Pânico e demagogias
Tal como por duas décadas a demagogia "anti-regulação" debitada por uma plêiade de "especialistas" e "gurus" cavou o buraco que ameaça demolir o sistema financeiro internacional, o pânico gerado pela ânsia de salvação deu força ao argumento demagógico da moda, a diabolização da "desregulação" dos mercados, sem que ninguém perceba exactamente o que é que isso quer dizer.
Nos EUA, as forças políticas que prosperaram à conta da demagogia "do Mercado" encontram-se agora encurraladas e à mercê, esbracejando descontroladamente em busca de qualquer coisa, qualquer coisinha mesmo, que "pegue". O que durante anos foi para alguns comentadores a ilustração do milagre da livre iniciativa privada sem restrições capaz de concretizar o "sonho americano", tornou-se agora, na voz do mesmos, a evidência da "ganância" das "classes médias" vivendo despudoradamente "acima das suas posses", um argumento aliás, a que os portugueses já estão habituados porque desde há muito que é avançado pelos "libertários" "deste País" quando se trata de criticar a "excessiva" despesa pública em questões básicas e essenciais como a saúde e a educação.
Quem diria, o voraz consumidor "glorioso" que "dinamizava" a economia passou num ápice a nefelibata criminosamente irresponsável .
Desafiando qualquer lógica, (e é esse o problema presente dos Republicanos) os únicos inocentes nesta história parece serem os gestores dos grandes bancos, os especuladores, os yuppies de Wall Street, porque é tudo culpa dos "idealistas de esquerda" da administração Clinton como coaxam os conservadores.
É culpa "dos reguladores", ressoa deste lado do mar um ridículo José Manuel Fernandes, praticamente no dia em que o Bush se encheu de pragmatismo e deitou mãos à obra com um programa de intervenção estatal, algo, por exemplo, que parece inconcebível, para mal dos nossos pecados, na "estatista" e "centralista" Europa.
É claro que a democracia é também um sistema clientelar, pelo que não pode haver demasiada expectativa relativamente ao comportamento futuro dos EUA, quer ganhem Republicanos ou Democratas.
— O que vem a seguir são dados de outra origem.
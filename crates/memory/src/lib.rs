//! Tiered conversational memory for Cogito.
//!
//! Two tiers per user: a bounded in-memory buffer of recent exchanges,
//! and an unbounded archive partitioned by calendar day that the buffer
//! overflows into, one entry at a time.

pub mod file_archive;
pub mod in_memory;
pub mod manager;

pub use file_archive::FileArchiveStore;
pub use in_memory::InMemoryArchive;
pub use manager::MemoryManager;
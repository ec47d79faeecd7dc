//! The core reasoning loop for Cogito.
//!
//! The agent follows the **ReAct** cycle:
//!
//! 1. **Render** a prompt from the user input, the tool descriptions,
//!    and the history accumulated so far
//! 2. **Complete** it via the model hub (with single-shot fallback)
//! 3. **Parse** the completion into a Thought, Action, or Final Answer
//! 4. **If Action**: execute the tool, fold the observation back into
//!    the history, and loop
//! 5. **If Final Answer**: return it
//!
//! The loop continues until a final answer is produced or the iteration
//! budget (default 5) is exhausted, in which case a fixed apology is
//! returned — unrecoverable reasoning is a normal outcome, not an
//! error.

pub mod parser;
pub mod prompt;
pub mod react;
pub mod runtime;

pub use parser::{OutputParser, ParsedResponse};
pub use prompt::PromptTemplate;
pub use react::{APOLOGY, ReactAgent, SolveResult};
pub use runtime::{AgentRuntime, UserAgent};
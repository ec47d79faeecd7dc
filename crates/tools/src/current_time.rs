//! Current time tool.

use async_trait::async_trait;
use chrono::Utc;
use cogito_core::error::ToolError;
use cogito_core::tool::{Tool, ToolOutput, ToolParams};

pub struct CurrentTimeTool;

#[async_trait]
impl Tool for CurrentTimeTool {
    fn name(&self) -> &str {
        "current_time"
    }

    fn description(&self) -> &str {
        "Get the current date and time (UTC). Takes no parameters."
    }

    async fn invoke(&self, _params: ToolParams) -> Result<ToolOutput, ToolError> {
        let now = Utc::now();
        Ok(ToolOutput::text(format!(
            "Current time: {} UTC",
            now.format("%Y-%m-%d %H:%M:%S")
        )))
    }
}
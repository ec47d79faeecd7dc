//! Cogito CLI — the main entry point.
//!
//! Commands:
//! - `chat`   — Interactive chat or single-message mode
//! - `recall` — Recall archived memories for a user and date
//! - `tools`  — List the registered tools

use clap::{Parser, Subcommand};

mod commands;

#[derive(Parser)]
#[command(
    name = "cogito",
    about = "Cogito — a ReAct conversational agent runtime",
    version,
    author
)]
struct Cli {
    #[command(subcommand)]
    command: Commands,

    /// Enable verbose logging
    #[arg(short, long, global = true)]
    verbose: bool,
}

#[derive(Subcommand)]
enum Commands {
    /// Chat with the agent
    Chat {
        /// Send a single message instead of entering interactive mode
        #[arg(short, long)]
        message: Option<String>,

        /// User id the conversation and memory are scoped to
        #[arg(short, long, default_value = "cli_user")]
        user: String,
    },

    /// Recall archived memories for a specific date
    Recall {
        /// User id to recall memories for
        #[arg(short, long, default_value = "cli_user")]
        user: String,

        /// The date to recall, as YYYY-MM-DD
        date: String,
    },

    /// List the registered tools
    Tools,
}

#[tokio::main]
async fn main() -> Result<(), Box<dyn std::error::Error>> {
    let cli = Cli::parse();

    // Initialize tracing
    let filter = if cli.verbose { "debug" } else { "info" };
    tracing_subscriber::fmt()
        .with_env_filter(
            tracing_subscriber::EnvFilter::try_from_default_env()
                .unwrap_or_else(|_| tracing_subscriber::EnvFilter::new(filter)),
        )
        .with_target(false)
        .init();

    match cli.command {
        Commands::Chat { message, user } => commands::chat::run(message, &user).await?,
        Commands::Recall { user, date } => commands::recall::run(&user, &date).await?,
        Commands::Tools => commands::tools::run(),
    }

    Ok(())
}
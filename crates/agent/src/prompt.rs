//! Prompt templates for the reasoning loop.
//!
//! The format-constraints section is load-bearing: the output parser
//! only understands the `Thought:` / `Action:` / `Final Answer:` labels
//! this template demands, so the two must be kept in sync.

use chrono::Utc;

pub struct PromptTemplate;

impl PromptTemplate {
    /// The main ReAct prompt: user input, tool descriptions, and the
    /// loop's history so far.
    pub fn reasoning(user_input: &str, tools_description: &str, chat_history: &str) -> String {
        let current_time = Utc::now().format("%Y-%m-%d %H:%M:%S UTC");
        let history = if chat_history.is_empty() {
            "No previous conversation"
        } else {
            chat_history
        };

        format!(
            "Current time: {current_time}\n\
             \n\
             You are a helpful AI assistant, able to assist with a wide range of tasks, \
             from answering simple questions to providing in-depth explanations. \
             You can call tools to gather information before answering.\n\
             \n\
             You have access to the following tools:\n\
             {tools_description}\n\
             \n\
             You MUST use the following format to respond:\n\
             Thought: describe the problem you need to solve next, and whether you need a tool.\n\
             If you can respond directly to the user without using a tool, reply:\n\
             Final Answer: string \\ put your final response here.\n\
             If you need to use a tool, reply:\n\
             Action: a JSON object naming the tool and its inputs, for example \
             {{\"tool\": \"calculator\", \"parameters\": {{\"expression\": \"2+2\"}}}}\n\
             Observation: the result of the action\n\
             Thought: a new round of thinking\n\
             ...\n\
             Thought/Action/Observation can repeat several times until you no longer \
             need any tool. At that point, reply:\n\
             Thought: I now know the final answer.\n\
             Final Answer: string \\ put your final response here.\n\
             If you do not reply in this format, you may cause a programming error.\n\
             \n\
             The chat history between the user and the AI:\n\
             {history}\n\
             \n\
             The user's new input:\n\
             Human: {user_input}\n"
        )
    }

    /// The lightweight-model prompt: turn a thought into a single JSON
    /// tool call.
    pub fn tool_json(thought: &str, tools_description: &str) -> String {
        format!(
            "You have access to the following tools:\n\
             {tools_description}\n\
             \n\
             Convert the thought below into exactly one JSON object of the form\n\
             {{\"tool\": string, \"parameters\": object}}\n\
             naming the tool to use and its inputs. Use true and false for booleans. \
             Only one JSON object may appear in your response.\n\
             \n\
             Thought: {thought}\n"
        )
    }
}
Mesmo que ganhe, Obama, para além de atascado nas crises económica e energética e nos lamaçais do Médio Oriente e do Afeganistão, não pode esquecer que governa um País onde é concebível que uma aberração política chamada Sarah Palin ( a patusca cheer leader das hockey mums que é uma deliciosa lufada de ar fresco populista e labrego no submundo das "ideias" do neoconservadorismo americano e dos seus proxys europeus) tenha sequer a possibilidade de ocupar a Vice-Presidência, para não falar da Presidência.
A hipotética vitória de Obama, mesmo que conseguida à custa de "demagogia" e mesmo que não traga outras alterações de fundo, sendo que a única alteração de fundo que podemos dar por certa, fruto das acções concorrentes da aguerrida seita do Bush e da "normal" evolução histórica, consiste na diminuição da influência dos EUA no mundo, só pode trazer de positivo a mudança para um estilo mais civilizado que permita talvez aliviar algumas tensões políticas e militares existentes em diversos pontos do planeta. E não será pouco...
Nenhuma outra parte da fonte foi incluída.